In Vivo Neurochemical Imaging Studies

体内神经化学成像研究

• 批准号: 6431976
• 负责人: ALLEN R BRAUN
• 金额: --
• 依托单位: NATIONAL INSTITUTE ON DEAFNESS AND OTHER COMMUNICATION DISORDERS
• 依托单位国家: 美国
• 资助国家: 美国
• 起止时间: 至
• 项目状态: 未结题
• 来源: https://reporter.nih.gov/project-details/6431976
• 关键词: Primates; Rodentias; adenylate cyclase; autoradiography; biological models; biological signal transduction; blood brain barrier; brain metabolism; chemical synthesis; fluorine; forskolin; model design /development; neurochemistry; neuropharmacology; positron emission tomography; radiochemistry; radionuclide imaging /scanning; radiotracer

To develop methods for in vivo imaging of CNS receptor and signal transduction mechanisms, radiolabeled ligands with appropriate SAR requirements are being produced and used to develop in vivo animal models, and will lead ultimately to studies in human subjects. Synthetic organic chemistry techniques are used to produce cold-labeled derivatives of candidate compounds to determine SAR in displacement assays using standard beta (C-14 or H-3) or gamma (I-125) emitting radioligands. If cold-labeled compounds retain activity, techniques are developed for rapid radiosynthesis. Positron (F-18, C-11, I-124) emitting derivatives are used in initial in vivo studies to determine blood brain barrier penetration and in vivo activity; both autoradiographic and external imaging (high resolution small animal PET) techniques are used. Tracer kinetic (bolus or equilibrium) models have been developed in rodents and primates, and validated using activation and displacement techniques. A cold-fluorinated (fluoroethyl-carbamate) derivative of forskolin was previously synthesized, and high affinity (Kd < 40 nM), saturable binding to adenylyl cyclase demonstrated in vitro. A preliminary study using an F-18 labeled derivative of this compound in rodents, using autoradiographic methods, and non-human primates, using PET has been submitted for publication. Pilot studies evaluating voltage sensitive compounds for use in PET have been completed, and studies of CNS uptake and processing of thyroid hormone, using I-124 labeled T3, have been initiated.

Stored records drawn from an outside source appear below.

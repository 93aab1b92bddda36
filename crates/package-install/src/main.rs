//! Package Install CLI
//!
//! Installs one package and waits for the package operator to report whether
//! it became Ready or Failed. Optionally prints the resolved manifest of the
//! installed version.

use anyhow::{bail, Context, Result};
use crds::PackageManifest;
use package_client::PackageClient;
use package_install::{FibonacciBackoff, InstallConfig, Installer};
use std::sync::Arc;
use std::time::Duration;
use tokio_util::sync::CancellationToken;
use tracing::{debug, info, warn};
use tracing_subscriber::EnvFilter;

/// Manifest lookups before giving up on a Ready package
const MANIFEST_ATTEMPTS: u32 = 8;

#[tokio::main]
async fn main() -> Result<()> {
    let filter = EnvFilter::try_from_default_env().unwrap_or_else(|_| EnvFilter::new("info"));
    tracing_subscriber::fmt().with_env_filter(filter).init();

    // kube is built with rustls; use the ring provider
    if rustls::crypto::ring::default_provider().install_default().is_err() {
        debug!("rustls crypto provider already installed");
    }

    let config = InstallConfig::from_env()?;
    info!("Configuration:");
    info!("  Package: {}", config.package_name);
    info!(
        "  Timeout: {}",
        config.timeout.map_or_else(|| "none".to_string(), |t| format!("{}s", t.as_secs()))
    );

    let client = PackageClient::try_default()
        .await
        .context("Failed to create Kubernetes client")?;
    let installer = Installer::new(Arc::new(client));

    let cancel = CancellationToken::new();
    cancel_on_timeout_or_interrupt(cancel.clone(), config.timeout);

    let outcome = installer.install(&config.package_name, &cancel).await?;
    println!("{}: {}", config.package_name, outcome);
    if !outcome.is_ready() {
        bail!("Package {} failed to install", config.package_name);
    }

    if config.print_manifest {
        let manifest = wait_for_manifest(&installer, &config.package_name, &cancel).await?;
        print!("{}", serde_yaml::to_string(&manifest)?);
    }

    Ok(())
}

/// Cancel `cancel` when the timeout elapses or on Ctrl-C.
fn cancel_on_timeout_or_interrupt(cancel: CancellationToken, timeout: Option<Duration>) {
    tokio::spawn(async move {
        let deadline = async {
            match timeout {
                Some(t) => tokio::time::sleep(t).await,
                None => std::future::pending::<()>().await,
            }
        };
        tokio::select! {
            _ = deadline => warn!("Timed out waiting for package"),
            Ok(()) = tokio::signal::ctrl_c() => info!("Interrupted"),
        }
        cancel.cancel();
    });
}

/// The manifest is published shortly after Ready; retry while it is not there yet.
async fn wait_for_manifest(
    installer: &Installer,
    name: &str,
    cancel: &CancellationToken,
) -> Result<PackageManifest> {
    let mut backoff = FibonacciBackoff::default();
    let mut attempt = 1;
    loop {
        match installer.installed_manifest(name).await {
            Ok(manifest) => return Ok(manifest),
            Err(e) if e.is_retryable() && attempt < MANIFEST_ATTEMPTS => {
                debug!("Manifest for {} not ready (attempt {}): {}", name, attempt, e);
            }
            Err(e) => return Err(e.into()),
        }
        attempt += 1;
        tokio::select! {
            _ = cancel.cancelled() => bail!("Cancelled while waiting for the manifest of {}", name),
            _ = tokio::time::sleep(backoff.next_backoff()) => {}
        }
    }
}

为了开发 CNS 受体和信号转导机制的体内成像方法，正在生产具有适当 SAR 要求的放射性标记配体，并将其用于开发体内动物模型，并将最终导致人类受试者的研究。 合成有机化学技术用于生产候选化合物的冷标记衍生物，以使用标准 β（C-14 或 H-3）或 γ（I-125）发射放射性配体在置换测定中测定 SAR。 如果冷标记化合物保留活性，则可以开发快速放射合成技术。 正电子（F-18、C-11、I-124）发射衍生物用于初步体内研究，以确定血脑屏障穿透性和体内活性；使用放射自显影和外部成像（高分辨率小动物 PET）技术。 示踪剂动力学（推注或平衡）模型已在啮齿类动物和灵长类动物中开发出来，并使用激活和位移技术进行验证。先前合成了毛喉素的冷氟化（氟乙基氨基甲酸酯）衍生物，并在体外证明了与腺苷酸环化酶的高亲和力（Kd < 40 nM）、可饱和结合。一项初步研究使用该化合物的 F-18 标记衍生物在啮齿类动物中使用放射自显影方法，以及在非人类灵长类动物中使用 PET 进行的研究已提交出版。 评估用于 PET 的电压敏感化合物的试点研究已经完成，并且使用 I-124 标记的 T3 进行中枢神经系统摄取和甲状腺激素加工的研究也已经开始。